Background: Studies have shown that total parenteral nutrition (TPN) in infancy is associated with impaired immunity. The causes of this acquired immunodeficiency are poorly understood. Bacterial infection is a major complication of TPN suggesting neutrophils may be affected by this feeding modality. Purpose: The aim of this study was to test the hypothesis that TPN-related impaired bactericidal activity is related to impairment of neutrophil function, particularly intracellular killing. Methods: Studies were performed in five infants (age <2 months) who received long-term TPN (>10 days), five control infants who received a normal enteral diet, and five healthy adults. Patients on long-term TPN were clinically stable with no evidence of sepsis. The experimental study used an in vitro whole-blood model of septicaemia. Coagulase-negative staphylococci were the bacterial challenge. Whole-blood killing of coagulase-negative staphylococci was measured after 45 minutes using the Miles-Misra technique. Neutrophils were separated from whole blood after 15, 30, 45, and 60 minutes of bacterial challenge. The survival rate of the bacteria within the neutrophils was analysed by flow cytometry and the percentage of the bacteria killed by neutrophil intracellular killing assessed at each time-point.
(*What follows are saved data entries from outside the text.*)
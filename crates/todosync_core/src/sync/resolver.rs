//! Conflict resolution policies.
//!
//! # Responsibility
//! - Decide what wins when a local change meets a diverging remote entity.
//!
//! # Invariants
//! - Policies are deterministic: identical inputs give identical results.
//! - Last-write-wins breaks timestamp ties toward the remote snapshot.

use crate::model::change::{ChangeOperation, ChangeRecord};
use crate::model::entity::EntitySnapshot;
use serde_json::Value;
use std::cmp::Ordering;
use std::error::Error;
use std::fmt::{Display, Formatter};

/// Outcome chosen by a resolver.
#[derive(Debug, Clone, PartialEq)]
pub enum Resolution {
    TakeLocal,
    TakeRemote,
    /// Replace both sides with this payload.
    Merge(Value),
}

impl Resolution {
    pub fn as_str(&self) -> &'static str {
        match self {
            Self::TakeLocal => "take_local",
            Self::TakeRemote => "take_remote",
            Self::Merge(_) => "merge",
        }
    }
}

/// Resolver failure. This is the one conflict-path error surfaced to callers.
#[derive(Debug, Clone, PartialEq, Eq)]
pub struct ResolverError {
    pub policy: String,
    pub message: String,
}

impl ResolverError {
    pub fn new(policy: impl Into<String>, message: impl Into<String>) -> Self {
        Self {
            policy: policy.into(),
            message: message.into(),
        }
    }
}

impl Display for ResolverError {
    fn fmt(&self, f: &mut Formatter<'_>) -> std::fmt::Result {
        write!(f, "resolver `{}` failed: {}", self.policy, self.message)
    }
}

impl Error for ResolverError {}

pub trait ConflictResolver: Send + Sync {
    /// Short policy name for logs and errors.
    fn name(&self) -> &str;

    fn resolve(
        &self,
        local: &ChangeRecord,
        remote: &EntitySnapshot,
    ) -> Result<Resolution, ResolverError>;
}

/// Newest timestamp wins; ties go to the remote.
#[derive(Debug, Clone, Copy, Default)]
pub struct LastWriteWins;

impl ConflictResolver for LastWriteWins {
    fn name(&self) -> &str {
        "last_write_wins"
    }

    fn resolve(
        &self,
        local: &ChangeRecord,
        remote: &EntitySnapshot,
    ) -> Result<Resolution, ResolverError> {
        Ok(last_write_wins(local, remote))
    }
}

/// Shallow JSON-object merge where local keys overwrite remote keys.
///
/// Deletes on either side and non-object payloads fall back to
/// last-write-wins.
#[derive(Debug, Clone, Copy, Default)]
pub struct FieldMergeResolver;

impl ConflictResolver for FieldMergeResolver {
    fn name(&self) -> &str {
        "field_merge"
    }

    fn resolve(
        &self,
        local: &ChangeRecord,
        remote: &EntitySnapshot,
    ) -> Result<Resolution, ResolverError> {
        if local.operation == ChangeOperation::Delete || remote.deleted {
            return Ok(last_write_wins(local, remote));
        }
        match (&remote.payload, &local.payload) {
            (Value::Object(remote_map), Value::Object(local_map)) => {
                let mut merged = remote_map.clone();
                for (key, value) in local_map {
                    merged.insert(key.clone(), value.clone());
                }
                Ok(Resolution::Merge(Value::Object(merged)))
            }
            _ => Ok(last_write_wins(local, remote)),
        }
    }
}

fn last_write_wins(local: &ChangeRecord, remote: &EntitySnapshot) -> Resolution {
    match local.timestamp.cmp(&remote.updated_at) {
        Ordering::Greater => Resolution::TakeLocal,
        Ordering::Less | Ordering::Equal => Resolution::TakeRemote,
    }
}
//! Write-behind wrapper that never loses a write.
//!
//! # Responsibility
//! - Absorb write failures of the wrapped store by buffering in memory.
//! - Replay buffered writes in key order on the next call or `flush()`.
//!
//! # Invariants
//! - Reads observe buffered writes before the wrapped store.
//! - While anything is buffered, new writes join the buffer so a stale
//!   buffered value can never overwrite a newer stored one.

use super::{KvStore, StoreResult};
use log::{info, warn};
use std::collections::BTreeMap;
use std::ops::Bound;
use std::sync::{Arc, Mutex, MutexGuard};

/// `None` marks a buffered delete.
type Overlay = BTreeMap<String, Option<String>>;

pub struct BufferedKvStore {
    inner: Arc<dyn KvStore>,
    overlay: Mutex<Overlay>,
}

impl BufferedKvStore {
    pub fn new(inner: Arc<dyn KvStore>) -> Self {
        Self {
            inner,
            overlay: Mutex::new(BTreeMap::new()),
        }
    }

    /// Number of writes waiting for the wrapped store.
    pub fn buffered_len(&self) -> usize {
        self.overlay().len()
    }

    /// Replays buffered writes.
    ///
    /// Returns how many writes reached the wrapped store. Stops at the first
    /// failure and returns it; the remaining writes stay buffered.
    pub fn flush(&self) -> StoreResult<usize> {
        let mut overlay = self.overlay();
        flush_locked(self.inner.as_ref(), &mut overlay)
    }

    /// Writes `value`, buffering it when the wrapped store fails.
    pub fn put(&self, key: &str, value: &str) {
        self.write(key, Some(value));
    }

    /// Deletes `key`, buffering the delete when the wrapped store fails.
    pub fn remove(&self, key: &str) {
        self.write(key, None);
    }

    fn overlay(&self) -> MutexGuard<'_, Overlay> {
        // A panic while holding the lock cannot leave the map half-updated.
        self.overlay
            .lock()
            .unwrap_or_else(|poisoned| poisoned.into_inner())
    }

    fn write(&self, key: &str, value: Option<&str>) {
        let mut overlay = self.overlay();
        if !overlay.is_empty() {
            let _ = flush_locked(self.inner.as_ref(), &mut overlay);
        }
        if overlay.is_empty() {
            let result = match value {
                Some(value) => self.inner.set(key, value),
                None => self.inner.delete(key),
            };
            match result {
                Ok(()) => return,
                Err(err) => warn!(
                    "event=store_write module=store status=buffered key_prefix={} error={}",
                    key_prefix(key),
                    err
                ),
            }
        }
        overlay.insert(key.to_string(), value.map(str::to_string));
    }
}

impl KvStore for BufferedKvStore {
    fn get(&self, key: &str) -> StoreResult<Option<String>> {
        if let Some(buffered) = self.overlay().get(key) {
            return Ok(buffered.clone());
        }
        self.inner.get(key)
    }

    /// Always succeeds; failures are buffered.
    fn set(&self, key: &str, value: &str) -> StoreResult<()> {
        self.put(key, value);
        Ok(())
    }

    /// Always succeeds; failures are buffered.
    fn delete(&self, key: &str) -> StoreResult<()> {
        self.remove(key);
        Ok(())
    }

    fn list_prefix(&self, prefix: &str) -> StoreResult<Vec<(String, String)>> {
        let overlay = self.overlay();
        let stored = self.inner.list_prefix(prefix)?;
        let mut merged: BTreeMap<String, String> = stored.into_iter().collect();
        for (key, value) in overlay
            .range::<str, _>((Bound::Included(prefix), Bound::Unbounded))
            .take_while(|(key, _)| key.starts_with(prefix))
        {
            match value {
                Some(value) => {
                    merged.insert(key.clone(), value.clone());
                }
                None => {
                    merged.remove(key);
                }
            }
        }
        Ok(merged.into_iter().collect())
    }
}

fn flush_locked(inner: &dyn KvStore, overlay: &mut Overlay) -> StoreResult<usize> {
    let mut flushed = 0;
    while let Some((key, value)) = overlay.pop_first() {
        let result = match &value {
            Some(value) => inner.set(&key, value),
            None => inner.delete(&key),
        };
        if let Err(err) = result {
            overlay.insert(key, value);
            return Err(err);
        }
        flushed += 1;
    }
    if flushed > 0 {
        info!(
            "event=store_flush module=store status=ok flushed={}",
            flushed
        );
    }
    Ok(flushed)
}

/// First path segment only; keys can embed entity ids.
fn key_prefix(key: &str) -> &str {
    key.split('/').next().unwrap_or(key)
}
Results: Whole-blood killing was significantly lower (P =.05) in infants who received long-term TPN (33.3%) compared with control infants (69.7%) and adults (67.7%). In all subjects studied, neutrophil intracellular killing increased with incubation time. At each time point the intracellular killing in infants on long-term TPN was significantly lower (P<.05) than in normal central infants and adults. Conclusion: Future strategies to prevent TPN-related infection should aim to minimise this acquired neutrophil dysfunction.